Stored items
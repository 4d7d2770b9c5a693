//! WAV decoding into mono f32 samples.

use hound::{SampleFormat, WavReader};
use std::path::Path;
use thiserror::Error;

/// Errors that can occur while decoding an uploaded clip
#[derive(Debug, Error)]
pub enum AudioError {
    #[error("Failed to decode audio: {0}")]
    Decode(#[from] hound::Error),

    #[error("Audio stream contains no samples")]
    Empty,

    #[error("Unsupported sample format: {bits} bit {format:?}")]
    UnsupportedFormat { bits: u16, format: SampleFormat },
}

/// A decoded clip: mono samples plus the stream's native sample rate
#[derive(Debug, Clone)]
pub struct AudioClip {
    pub samples: Vec<f32>,
    pub sample_rate: u32,
}

/// Decode a WAV file into mono f32 samples at the native sample rate.
///
/// Integer PCM is normalized to [-1, 1]; multi-channel audio is mixed down
/// by averaging channels per frame.
pub fn read_wav(path: &Path) -> Result<AudioClip, AudioError> {
    let mut reader = WavReader::open(path)?;
    let spec = reader.spec();

    let interleaved: Vec<f32> = match (spec.sample_format, spec.bits_per_sample) {
        (SampleFormat::Float, 32) => reader.samples::<f32>().collect::<Result<Vec<_>, _>>()?,
        (SampleFormat::Int, bits) if bits <= 32 => {
            let scale = (1i64 << (bits - 1)) as f32;
            reader
                .samples::<i32>()
                .map(|s| s.map(|v| v as f32 / scale))
                .collect::<Result<Vec<_>, _>>()?
        }
        (format, bits) => return Err(AudioError::UnsupportedFormat { bits, format }),
    };

    if interleaved.is_empty() {
        return Err(AudioError::Empty);
    }

    let channels = spec.channels.max(1) as usize;
    let samples = if channels == 1 {
        interleaved
    } else {
        interleaved
            .chunks(channels)
            .map(|frame| frame.iter().sum::<f32>() / frame.len() as f32)
            .collect()
    };

    Ok(AudioClip {
        samples,
        sample_rate: spec.sample_rate,
    })
}
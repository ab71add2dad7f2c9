//! Path classification for backup selection.
//!
//! The classifier decides, for each file under the projects root, whether it
//! belongs in the backup. It is a pure function of the relative path, the
//! file size, and state prepared at construction time (compiled exclusion
//! globset, explicit path prefixes, detected module directories); it performs
//! no I/O of its own.

use crate::rules::{RuleSet, ALWAYS_EXCLUDE, VENV_DIR_NAMES};
use codestash_core::{Error, Result};
use globset::{Glob, GlobSet, GlobSetBuilder};
use std::path::{Path, PathBuf};

/// Why a path was included.
#[derive(Debug, Clone, Copy, PartialEq, Eq)]
pub enum IncludeReason {
    /// Path lies under an explicit include entry
    ExplicitPath,
    /// Filename or extension is in the essential sets
    Essential,
    /// Path lies under a detected module directory
    ModuleDir,
}

/// Why a path was excluded.
#[derive(Debug, Clone, Copy, PartialEq, Eq)]
pub enum ExcludeReason {
    /// Path lies under an explicit exclude entry
    ExplicitPath,
    /// Project is not in the include-projects list
    ProjectNotIncluded,
    /// Project is in the exclude-projects list
    ProjectExcluded,
    /// Path is inside a virtualenv directory
    Virtualenv,
    /// Path matches an exclusion pattern
    Pattern,
    /// File exceeds the maximum size
    TooLarge,
    /// No rule included the file
    Default,
}

/// Classification outcome for a single path.
#[derive(Debug, Clone, Copy, PartialEq, Eq)]
pub enum Decision {
    Include(IncludeReason),
    Exclude(ExcludeReason),
}

impl Decision {
    /// Returns true for any include outcome.
    pub fn is_include(&self) -> bool {
        matches!(self, Decision::Include(_))
    }
}

/// Compiled selection policy for one backup run.
#[derive(Debug, Clone)]
pub struct Classifier {
    rules: RuleSet,
    exclude_globs: GlobSet,
    include_paths: Vec<PathBuf>,
    exclude_paths: Vec<PathBuf>,
    module_dirs: Vec<PathBuf>,
}

impl Classifier {
    /// Compile a classifier from a rule set.
    ///
    /// The built-in [`ALWAYS_EXCLUDE`] patterns are compiled in alongside the
    /// rule set's own patterns. Bare user patterns (no `/` and no glob
    /// metacharacters spanning directories) are expanded to match a path
    /// component at any depth, so `-e logs` behaves like the directory-name
    /// exclusions users expect.
    pub fn new(rules: &RuleSet) -> Result<Self> {
        let mut builder = GlobSetBuilder::new();

        for pattern in ALWAYS_EXCLUDE {
            builder.add(compile_glob(pattern)?);
        }

        for pattern in &rules.exclude_patterns {
            for expanded in expand_pattern(pattern) {
                builder.add(compile_glob(&expanded)?);
            }
        }

        let exclude_globs = builder
            .build()
            .map_err(|e| Error::invalid_pattern("<combined>", e.to_string()))?;

        Ok(Self {
            rules: rules.clone(),
            exclude_globs,
            include_paths: rules.include_paths.iter().map(|p| normalize_entry(p)).collect(),
            exclude_paths: rules.exclude_paths.iter().map(|p| normalize_entry(p)).collect(),
            module_dirs: Vec::new(),
        })
    }

    /// Attach the module directories detected by the walker.
    pub fn with_module_dirs(mut self, module_dirs: Vec<PathBuf>) -> Self {
        self.module_dirs = module_dirs;
        self
    }

    /// Classify one file path (relative to the projects root, first
    /// component = project name) with its size in bytes.
    ///
    /// Decision order, first match wins:
    /// explicit include, explicit exclude, project filters, virtualenv,
    /// exclusion patterns, size limit, essential file sets, module
    /// directories, default exclude.
    pub fn classify(&self, rel_path: &Path, size: u64) -> Decision {
        if self.is_explicitly_included(rel_path) {
            return Decision::Include(IncludeReason::ExplicitPath);
        }

        if self.exclude_paths.iter().any(|p| rel_path.starts_with(p)) {
            return Decision::Exclude(ExcludeReason::ExplicitPath);
        }

        if let Some(project) = project_of(rel_path) {
            if !self.rules.include_projects.is_empty()
                && !self.rules.include_projects.iter().any(|p| p == project)
            {
                return Decision::Exclude(ExcludeReason::ProjectNotIncluded);
            }
            if self.rules.exclude_projects.iter().any(|p| p == project) {
                return Decision::Exclude(ExcludeReason::ProjectExcluded);
            }
        }

        if !self.rules.include_venv && in_venv(rel_path) {
            return Decision::Exclude(ExcludeReason::Virtualenv);
        }

        if self.exclude_globs.is_match(rel_path) {
            return Decision::Exclude(ExcludeReason::Pattern);
        }

        if size > self.rules.max_file_size {
            return Decision::Exclude(ExcludeReason::TooLarge);
        }

        if self.is_essential(rel_path) {
            return Decision::Include(IncludeReason::Essential);
        }

        if self.rules.detect_modules && self.module_dirs.iter().any(|m| rel_path.starts_with(m)) {
            return Decision::Include(IncludeReason::ModuleDir);
        }

        Decision::Exclude(ExcludeReason::Default)
    }

    /// Returns true if the path lies under an explicit include entry.
    pub fn is_explicitly_included(&self, rel_path: &Path) -> bool {
        self.include_paths.iter().any(|p| rel_path.starts_with(p))
    }

    /// Returns true if the walker should skip this directory entirely.
    ///
    /// A directory is pruned when it is excluded by path, pattern, or the
    /// virtualenv rule, unless an explicit include path or module directory
    /// lies at or below it (those must stay reachable: explicit includes win
    /// over every exclusion).
    pub fn should_prune_dir(&self, rel_dir: &Path) -> bool {
        let reachable_include = self.include_paths.iter().chain(self.module_dirs.iter());
        for target in reachable_include {
            if rel_dir.starts_with(target) || target.starts_with(rel_dir) {
                return false;
            }
        }

        if self.exclude_paths.iter().any(|p| rel_dir.starts_with(p)) {
            return true;
        }

        if !self.rules.include_venv
            && rel_dir.components().any(|c| {
                c.as_os_str()
                    .to_str()
                    .is_some_and(|name| VENV_DIR_NAMES.contains(&name))
            })
        {
            return true;
        }

        self.exclude_globs.is_match(rel_dir)
    }

    fn is_essential(&self, rel_path: &Path) -> bool {
        if let Some(name) = rel_path.file_name().and_then(|n| n.to_str()) {
            if self.rules.include_filenames.contains(name) {
                return true;
            }
        }

        if let Some(ext) = rel_path.extension().and_then(|e| e.to_str()) {
            let dotted = format!(".{}", ext.to_lowercase());
            if self.rules.include_extensions.contains(&dotted) {
                return true;
            }
        }

        false
    }
}

/// First path component, i.e. the project name.
fn project_of(rel_path: &Path) -> Option<&str> {
    rel_path
        .components()
        .next()
        .and_then(|c| c.as_os_str().to_str())
}

/// Whether any parent directory component is a virtualenv name.
fn in_venv(rel_path: &Path) -> bool {
    rel_path
        .parent()
        .map(|parent| {
            parent.components().any(|c| {
                c.as_os_str()
                    .to_str()
                    .is_some_and(|name| VENV_DIR_NAMES.contains(&name))
            })
        })
        .unwrap_or(false)
}

/// Normalize an explicit include/exclude entry to a relative path.
fn normalize_entry(entry: &str) -> PathBuf {
    PathBuf::from(entry.trim_matches('/'))
}

fn compile_glob(pattern: &str) -> Result<Glob> {
    Glob::new(pattern).map_err(|e| Error::invalid_pattern(pattern, e.to_string()))
}

/// Expand a bare pattern (no `/`) so it matches a path component at any
/// depth; patterns containing `/` are used verbatim.
fn expand_pattern(pattern: &str) -> Vec<String> {
    if pattern.contains('/') || pattern.starts_with("**") {
        vec![pattern.to_string()]
    } else {
        vec![format!("**/{pattern}"), format!("**/{pattern}/**")]
    }
}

What the exercise asks —
Your task is to retype the entries verbatim, starting with the line that holds "explicit includes win" and stopping after the line that holds "fn is_essential(&self, rel_path: &Path)".

Task answer —
    /// lies at or below it (those must stay reachable: explicit includes win
    /// over every exclusion).
    pub fn should_prune_dir(&self, rel_dir: &Path) -> bool {
        let reachable_include = self.include_paths.iter().chain(self.module_dirs.iter());
        for target in reachable_include {
            if rel_dir.starts_with(target) || target.starts_with(rel_dir) {
                return false;
            }
        }

        if self.exclude_paths.iter().any(|p| rel_dir.starts_with(p)) {
            return true;
        }

        if !self.rules.include_venv
            && rel_dir.components().any(|c| {
                c.as_os_str()
                    .to_str()
                    .is_some_and(|name| VENV_DIR_NAMES.contains(&name))
            })
        {
            return true;
        }

        self.exclude_globs.is_match(rel_dir)
    }

    fn is_essential(&self, rel_path: &Path) -> bool {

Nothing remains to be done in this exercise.